◆ WHAT THE TASK ASKS
In the listing that follows, count the lines that include "struct", and answer with the total alone.

◆ RECORDS PROVIDED
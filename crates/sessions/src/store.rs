//! User → backend conversation store.
//!
//! A mapping is refreshed every time a turn completes and is visible only
//! while `now < expires_at`.  Reading an expired mapping evicts it; there is
//! no background sweeper.

use chrono::{DateTime, Duration, Utc};
use parking_lot::Mutex;
use serde::{Deserialize, Serialize};

use sr_domain::config::{SessionStoreKind, SessionsConfig};
use sr_domain::error::Result;
use sr_domain::trace::TraceEvent;

use crate::backend::{MemoryBackend, SessionBackend};
use crate::file::FileBackend;

// ━━━━━━━━━━━━━━━━━━━━━━━━━━━━━━━━━━━━━━━━━━━━━━━━━━━━━━━━━━━━━━━━━━
// Session record
// ━━━━━━━━━━━━━━━━━━━━━━━━━━━━━━━━━━━━━━━━━━━━━━━━━━━━━━━━━━━━━━━━━━

#[derive(Debug, Clone, PartialEq, Eq, Serialize, Deserialize)]
pub struct SessionRecord {
    pub conversation_id: String,
    pub expires_at: DateTime<Utc>,
}

impl SessionRecord {
    /// Expired at exactly `expires_at`, not only after it.
    pub fn is_expired(&self, now: DateTime<Utc>) -> bool {
        now >= self.expires_at
    }
}

// ━━━━━━━━━━━━━━━━━━━━━━━━━━━━━━━━━━━━━━━━━━━━━━━━━━━━━━━━━━━━━━━━━━
// Session store
// ━━━━━━━━━━━━━━━━━━━━━━━━━━━━━━━━━━━━━━━━━━━━━━━━━━━━━━━━━━━━━━━━━━

pub struct SessionStore {
    backend: Box<dyn SessionBackend>,
    ttl: Duration,
    // Serializes the read-check-evict sequence against concurrent upserts.
    op_lock: Mutex<()>,
}

impl SessionStore {
    pub fn new(backend: Box<dyn SessionBackend>, ttl: Duration) -> Self {
        Self {
            backend,
            ttl,
            op_lock: Mutex::new(()),
        }
    }

    pub fn in_memory(ttl: Duration) -> Self {
        Self::new(Box::new(MemoryBackend::new()), ttl)
    }

    pub fn from_config(config: &SessionsConfig) -> Result<Self> {
        let backend: Box<dyn SessionBackend> = match config.store {
            SessionStoreKind::Memory => Box::new(MemoryBackend::new()),
            SessionStoreKind::File => Box::new(FileBackend::open(&config.state_path)?),
        };
        tracing::info!(
            backend = backend.name(),
            ttl_minutes = config.ttl_minutes,
            "session store ready"
        );
        Ok(Self::new(backend, config.ttl()))
    }

    /// Point `user_id` at `conversation_id` for another full TTL window.
    pub fn upsert(&self, user_id: &str, conversation_id: &str) {
        self.upsert_at(user_id, conversation_id, Utc::now());
    }

    pub fn upsert_at(&self, user_id: &str, conversation_id: &str, now: DateTime<Utc>) {
        let record = SessionRecord {
            conversation_id: conversation_id.to_owned(),
            expires_at: now + self.ttl,
        };

        let _guard = self.op_lock.lock();
        if let Err(e) = self.backend.put(user_id, record) {
            tracing::warn!(user_id, error = %e, "session upsert failed");
            return;
        }

        TraceEvent::SessionUpserted {
            user_id: user_id.to_owned(),
            conversation_id: conversation_id.to_owned(),
        }
        .emit();
    }

    /// Current conversation for `user_id`, if one exists and has not expired.
    pub fn get(&self, user_id: &str) -> Option<String> {
        self.get_at(user_id, Utc::now())
    }

    pub fn get_at(&self, user_id: &str, now: DateTime<Utc>) -> Option<String> {
        let _guard = self.op_lock.lock();

        let record = match self.backend.fetch(user_id) {
            Ok(record) => record,
            Err(e) => {
                tracing::warn!(user_id, error = %e, "session lookup failed");
                None
            }
        };

        let found = match record {
            Some(record) if record.is_expired(now) => {
                if let Err(e) = self.backend.remove(user_id) {
                    tracing::warn!(user_id, error = %e, "session eviction failed");
                }
                TraceEvent::SessionExpired {
                    user_id: user_id.to_owned(),
                }
                .emit();
                None
            }
            other => other.map(|r| r.conversation_id),
        };

        TraceEvent::SessionResolved {
            user_id: user_id.to_owned(),
            found: found.is_some(),
        }
        .emit();

        found
    }

    /// Stored mappings, including expired ones not yet read.
    pub fn len(&self) -> usize {
        self.backend.len()
    }

    pub fn is_empty(&self) -> bool {
        self.len() == 0
    }

    pub fn ttl(&self) -> Duration {
        self.ttl
    }

    pub fn backend_name(&self) -> &'static str {
        self.backend.name()
    }
}

#[cfg(test)]
mod tests {
    use super::*;
    use std::sync::Arc;

    use sr_domain::error::Error;

    fn store() -> SessionStore {
        SessionStore::in_memory(Duration::minutes(30))
    }

    #[test]
    fn missing_user_is_not_found() {
        assert_eq!(store().get("nobody"), None);
    }

    #[test]
    fn upsert_then_get_returns_conversation() {
        let s = store();
        s.upsert("u1", "c1");
        assert_eq!(s.get("u1").as_deref(), Some("c1"));
    }

    #[test]
    fn upsert_overwrites_and_refreshes_expiry() {
        let s = store();
        let t0 = Utc::now();
        s.upsert_at("u1", "c1", t0);
        s.upsert_at("u1", "c2", t0 + Duration::minutes(20));

        // Still live 40 minutes after the first write because the second one
        // restarted the window.
        assert_eq!(
            s.get_at("u1", t0 + Duration::minutes(40)).as_deref(),
            Some("c2")
        );
    }

    #[test]
    fn expiry_boundary_is_inclusive() {
        let s = store();
        let t0 = Utc::now();
        s.upsert_at("u1", "c1", t0);

        let just_before = t0 + Duration::minutes(30) - Duration::milliseconds(1);
        assert_eq!(s.get_at("u1", just_before).as_deref(), Some("c1"));

        let at_expiry = t0 + Duration::minutes(30);
        assert_eq!(s.get_at("u1", at_expiry), None);
    }

    #[test]
    fn expired_read_evicts() {
        let s = store();
        let t0 = Utc::now();
        s.upsert_at("u1", "c1", t0);
        s.upsert_at("u2", "c2", t0);
        assert_eq!(s.len(), 2);

        assert_eq!(s.get_at("u1", t0 + Duration::hours(1)), None);
        assert_eq!(s.len(), 1);

        // A later read at an earlier clock cannot resurrect it.
        assert_eq!(s.get_at("u1", t0), None);
    }

    #[test]
    fn concurrent_access_is_consistent() {
        let s = Arc::new(store());
        let handles: Vec<_> = (0..8)
            .map(|i| {
                let s = s.clone();
                std::thread::spawn(move || {
                    let user = format!("u{i}");
                    for n in 0..200 {
                        s.upsert(&user, &format!("c{n}"));
                        assert!(s.get(&user).is_some());
                    }
                })
            })
            .collect();
        for h in handles {
            h.join().unwrap();
        }
        assert_eq!(s.len(), 8);
        assert_eq!(s.get("u3").as_deref(), Some("c199"));
    }

    struct BrokenBackend;

    impl SessionBackend for BrokenBackend {
        fn name(&self) -> &'static str {
            "broken"
        }
        fn put(&self, _: &str, _: SessionRecord) -> Result<()> {
            Err(Error::Store("unavailable".into()))
        }
        fn fetch(&self, _: &str) -> Result<Option<SessionRecord>> {
            Err(Error::Store("unavailable".into()))
        }
        fn remove(&self, _: &str) -> Result<()> {
            Err(Error::Store("unavailable".into()))
        }
        fn len(&self) -> usize {
            0
        }
    }

    #[test]
    fn backend_failures_read_as_not_found() {
        let s = SessionStore::new(Box::new(BrokenBackend), Duration::minutes(30));
        s.upsert("u1", "c1");
        assert_eq!(s.get("u1"), None);
    }

    #[test]
    fn from_config_file_store_persists() {
        let dir = tempfile::tempdir().unwrap();
        let cfg = SessionsConfig {
            ttl_minutes: 30,
            store: SessionStoreKind::File,
            state_path: dir.path().to_path_buf(),
        };
        {
            let s = SessionStore::from_config(&cfg).unwrap();
            assert_eq!(s.backend_name(), "file");
            s.upsert("u1", "c1");
        }
        let s = SessionStore::from_config(&cfg).unwrap();
        assert_eq!(s.get("u1").as_deref(), Some("c1"));
    }
}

◆ YOUR RESPONSE
3